Task prompt → Each line below containing the word "text" needs to be shown.

(Saved entries)
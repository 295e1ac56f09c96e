use crate::pages::leave::{
    repository::{LeaveBalanceCard, BALANCE_CAPTION},
    utils::{balance_accent_classes, balance_bar_classes},
};
use leptos::*;

#[component]
pub fn BalancesSection(balances: Vec<LeaveBalanceCard>) -> impl IntoView {
    view! {
        <section class="grid grid-cols-1 gap-4 md:grid-cols-3" aria-label="Leave balances">
            {balances
                .into_iter()
                .map(|card| view! { <BalanceCard card={card} /> })
                .collect_view()}
        </section>
    }
}

#[component]
fn BalanceCard(card: LeaveBalanceCard) -> impl IntoView {
    let accent = balance_accent_classes(&card.color);
    let bar = balance_bar_classes(&card.color);
    let progress = card.progress_percent.min(100);
    view! {
        <div
            class="flex flex-col p-6 rounded-2xl bg-surface-elevated border border-border shadow-premium"
            data-testid="leave-balance-card"
        >
            <div class="flex items-start justify-between mb-3">
                <div class=format!("w-12 h-12 flex items-center justify-center rounded-xl border {}", accent)>
                    <i class=format!("fas {} text-lg", card.icon)></i>
                </div>
                <p class="text-xs font-display font-bold uppercase tracking-widest text-fg">{card.label}</p>
            </div>
            <p class="text-3xl font-display font-extrabold text-fg">{card.value}</p>
            <p class="text-sm text-fg-muted mb-3">{BALANCE_CAPTION}</p>
            <div
                class="h-1.5 w-full rounded-full bg-surface-muted mb-2"
                role="progressbar"
                aria-valuemin="0"
                aria-valuemax="100"
                aria-valuenow={progress.to_string()}
            >
                <div class=format!("h-1.5 rounded-full {}", bar) style=format!("width: {}%", progress)></div>
            </div>
            <p class="text-xs text-fg-muted">{card.used}</p>
        </div>
    }
}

Answer for the task →
                    <i class=format!("fas {} text-lg", card.icon)></i>
                <p class="text-xs font-display font-bold uppercase tracking-widest text-fg">{card.label}</p>
            <p class="text-3xl font-display font-extrabold text-fg">{card.value}</p>
            <p class="text-sm text-fg-muted mb-3">{BALANCE_CAPTION}</p>
            <p class="text-xs text-fg-muted">{card.used}</p>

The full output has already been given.